Summary:
The human genome is highly dynamic, yet the principles governing its movement are not known. Locally,
chromatin undergoes constant remodeling and rearrangement associated with processes such as
transcription, replication and DNA repair. At large length scales, chromatin dynamics is coherent over microns
and seconds. How the local gene-level processes contribute to nucleus-wide chromatin motions remains an
open question. To address this question, our overall approach is to map spatially and temporally resolved
chromatin dynamics across the nucleus in mammalian cells in vivo, while connecting it with motion and
transcriptional activity of specific genomic loci in real time. To do so, we will develop crosscutting tools
integrating synergistically quantitative approaches derived from the physical sciences with the latest
techniques from molecular biology and biochemistry. We will build an integrated experimental and analytical
platform enabling simultaneous measurements of nucleus-wide and gene-specific motions in real time in vivo
(Aim 1).
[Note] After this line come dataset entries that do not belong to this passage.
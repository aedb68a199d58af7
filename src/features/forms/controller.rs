//! Form controller: owns field values, per-field errors, and the in-flight
//! flag that backs the double-submit guard. Pages hold one controller inside
//! a reactive signal and feed it input/blur/submit events; the controller
//! decides whether a submission may leave the page.

use crate::features::forms::schema::{FieldKind, FormSchema};
use serde_json::Value;
use std::collections::BTreeMap;

/// JSON object sent to the Submission Client, keyed by schema field names.
pub type SubmitPayload = serde_json::Map<String, Value>;

/// Outcome of a submit attempt, decided before any network activity.
#[derive(Clone, Debug, PartialEq)]
pub enum SubmitGate {
    /// Validation passed and no request is in flight; the payload may be
    /// submitted. The controller is now marked in flight.
    Ready(SubmitPayload),
    /// At least one field failed validation; errors are set, nothing is sent.
    Invalid,
    /// A previous submission has not completed yet; nothing is sent.
    InFlight,
}

/// Read-only snapshot of one field for input binding.
#[derive(Clone, Debug, PartialEq)]
pub struct FieldBinding {
    pub value: String,
    pub error: Option<String>,
}

pub struct FormController {
    schema: FormSchema,
    values: BTreeMap<&'static str, String>,
    errors: BTreeMap<&'static str, String>,
    in_flight: bool,
}

impl FormController {
    pub fn new(schema: FormSchema) -> Self {
        let values = schema
            .fields
            .iter()
            .map(|field| (field.name, String::new()))
            .collect();
        Self {
            schema,
            values,
            errors: BTreeMap::new(),
            in_flight: false,
        }
    }

    pub fn value(&self, name: &str) -> &str {
        self.values.get(name).map(String::as_str).unwrap_or("")
    }

    pub fn error(&self, name: &str) -> Option<&str> {
        self.errors.get(name).map(String::as_str)
    }

    /// Input kind declared for the field; defaults to text for unknown names.
    pub fn kind(&self, name: &str) -> FieldKind {
        self.schema
            .field(name)
            .map(|field| field.kind)
            .unwrap_or(FieldKind::Text)
    }

    /// Snapshot of a field's current value and error for rendering.
    pub fn bind(&self, name: &str) -> FieldBinding {
        FieldBinding {
            value: self.value(name).to_string(),
            error: self.error(name).map(str::to_string),
        }
    }

    /// Records a keystroke. A field that already shows an error is
    /// revalidated immediately so the message clears once the input is fixed;
    /// otherwise validation waits for blur or submit.
    pub fn input(&mut self, name: &'static str, value: String) {
        if self.values.contains_key(name) {
            self.values.insert(name, value);
            if self.errors.contains_key(name) {
                self.revalidate_field(name);
            }
        }
    }

    /// Validates a single field when focus leaves it.
    pub fn blur(&mut self, name: &'static str) {
        if self.values.contains_key(name) {
            self.revalidate_field(name);
        }
    }

    pub fn is_in_flight(&self) -> bool {
        self.in_flight
    }

    /// Gates a submit attempt: refuses while a request is in flight, runs the
    /// validator, and only hands out a payload when every field is valid.
    pub fn try_begin_submit(&mut self) -> SubmitGate {
        if self.in_flight {
            return SubmitGate::InFlight;
        }

        self.errors = self.schema.validate(&self.values);
        if !self.errors.is_empty() {
            return SubmitGate::Invalid;
        }

        self.in_flight = true;
        SubmitGate::Ready(self.payload())
    }

    /// Re-arms the form after the in-flight request completed, in success or
    /// failure. The user may always retry.
    pub fn finish_submit(&mut self) {
        self.in_flight = false;
    }

    fn payload(&self) -> SubmitPayload {
        self.schema
            .fields
            .iter()
            .filter(|field| field.in_payload)
            .map(|field| {
                (
                    field.name.to_string(),
                    Value::String(self.value(field.name).to_string()),
                )
            })
            .collect()
    }

    fn revalidate_field(&mut self, name: &'static str) {
        let all = self.schema.validate(&self.values);
        match all.get(name) {
            Some(message) => {
                self.errors.insert(name, message.clone());
            }
            None => {
                self.errors.remove(name);
            }
        }
    }
}

#[cfg(test)]
mod tests {
    use super::*;
    use crate::features::forms::schema::{FieldDef, FieldKind, FormSchema};

    fn register_schema() -> FormSchema {
        FormSchema::builder()
            .field(
                FieldDef::new("name", FieldKind::Text)
                    .required("Name is required")
                    .min_length(6, "Name must be at least 6 characters long"),
            )
            .field(
                FieldDef::new("email", FieldKind::Email)
                    .required("Email is required")
                    .email("Invalid email address"),
            )
            .field(
                FieldDef::new("password", FieldKind::Password)
                    .required("Password is required")
                    .min_length(6, "Password must be at least 6 characters long"),
            )
            .field(
                FieldDef::new("confirmPassword", FieldKind::Password)
                    .required("Confirm password is required")
                    .min_length(6, "Confirm password must be at least 6 characters long")
                    .equals("password", "Passwords do not match"),
            )
            .build()
    }

    fn filled_register_form() -> FormController {
        let mut form = FormController::new(register_schema());
        form.input("name", "Alice1".to_string());
        form.input("email", "a@b.co".to_string());
        form.input("password", "secret1".to_string());
        form.input("confirmPassword", "secret1".to_string());
        form
    }

    #[test]
    fn valid_form_hands_out_payload_once() {
        let mut form = filled_register_form();

        let gate = form.try_begin_submit();
        let SubmitGate::Ready(payload) = gate else {
            panic!("expected Ready, got {gate:?}");
        };
        assert_eq!(payload["name"], "Alice1");
        assert_eq!(payload["email"], "a@b.co");
        assert_eq!(payload["password"], "secret1");
        assert_eq!(payload["confirmPassword"], "secret1");
        assert!(form.is_in_flight());

        // Double-submit guard: a second attempt while in flight is refused.
        assert_eq!(form.try_begin_submit(), SubmitGate::InFlight);
    }

    #[test]
    fn finish_submit_rearms_the_form() {
        let mut form = filled_register_form();
        assert!(matches!(form.try_begin_submit(), SubmitGate::Ready(_)));
        form.finish_submit();
        assert!(!form.is_in_flight());
        assert!(matches!(form.try_begin_submit(), SubmitGate::Ready(_)));
    }

    #[test]
    fn invalid_form_never_hands_out_a_payload() {
        let mut form = FormController::new(register_schema());
        form.input("name", "Alice1".to_string());
        form.input("email", "a@b.co".to_string());
        form.input("password", "secret1".to_string());
        form.input("confirmPassword", "secret2".to_string());

        assert_eq!(form.try_begin_submit(), SubmitGate::Invalid);
        assert_eq!(form.error("confirmPassword"), Some("Passwords do not match"));
        assert!(!form.is_in_flight());

        // The gate stays closed until the mismatch is fixed.
        assert_eq!(form.try_begin_submit(), SubmitGate::Invalid);
    }

    #[test]
    fn blur_validates_only_the_left_field() {
        let mut form = FormController::new(register_schema());
        form.input("name", "Al".to_string());
        form.blur("name");

        assert_eq!(
            form.error("name"),
            Some("Name must be at least 6 characters long")
        );
        assert_eq!(form.error("email"), None);
        assert_eq!(form.error("password"), None);
    }

    #[test]
    fn typing_clears_an_existing_error_once_fixed() {
        let mut form = FormController::new(register_schema());
        form.input("email", "broken".to_string());
        form.blur("email");
        assert_eq!(form.error("email"), Some("Invalid email address"));

        // Still broken: the error is recomputed, not dropped.
        form.input("email", "broken@".to_string());
        assert_eq!(form.error("email"), Some("Invalid email address"));

        form.input("email", "a@b.co".to_string());
        assert_eq!(form.error("email"), None);
    }

    #[test]
    fn bind_snapshots_value_and_error() {
        let mut form = FormController::new(register_schema());
        form.input("password", "abc".to_string());
        form.blur("password");

        let binding = form.bind("password");
        assert_eq!(binding.value, "abc");
        assert_eq!(
            binding.error.as_deref(),
            Some("Password must be at least 6 characters long")
        );
    }

    #[test]
    fn payload_skips_excluded_fields() {
        let schema = FormSchema::builder()
            .field(FieldDef::new("password", FieldKind::Password).required("Required"))
            .field(
                FieldDef::new("confirm", FieldKind::Password)
                    .equals("password", "Passwords do not match")
                    .exclude_from_payload(),
            )
            .build();
        let mut form = FormController::new(schema);
        form.input("password", "secret1".to_string());
        form.input("confirm", "secret1".to_string());

        let SubmitGate::Ready(payload) = form.try_begin_submit() else {
            panic!("expected Ready");
        };
        assert!(payload.contains_key("password"));
        assert!(!payload.contains_key("confirm"));
    }

    #[test]
    fn unknown_field_names_are_ignored() {
        let mut form = FormController::new(register_schema());
        form.input("bogus", "value".to_string());
        form.blur("bogus");
        assert_eq!(form.value("bogus"), "");
        assert_eq!(form.error("bogus"), None);
        assert_eq!(form.kind("bogus"), FieldKind::Text);
    }
}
Specifically, we will establish a data collection and analytical pipeline mapping chromatin motions
across the nucleus in vivo using displacement correlation spectroscopy (DCS), while monitoring motions of
genes visualized by CRISPR/dCas9 technology and tracked via new machine-learning assisted algorithms. In
addition, our platform will monitor the spatiotemporal heterogeneity of chromatin across nucleus and toggle
transcriptional activity of the tracked genes. Using this integrated platform, we will address the fundamental
question of how gene-level transcription activity contributes to genome-wide motions (Aim 2). We will measure
maps of chromatin motions and compaction across the whole genome, while simultaneously determining the
local compaction and mobility of specific genes (MUC4, IL6) as a function of their transcriptional activity. Our
findings will paint a new picture of the complexity and interconnectedness of gene- and genome-level
dynamics and spatial heterogeneity. Finally, we will extend this approach to study interphase chromatin
dynamics and compaction before and after cell differentiation of mouse embryonic stem cells (Aim 3). By
linking gene-level activity to genome-wide compaction and motions, these results will have important
implications for elucidating the role of chromatin dynamics in gene regulation and expression. Moreover, such
knowledge will provide a framework for a mechanistic picture of chromatin dynamics in mammalian cells.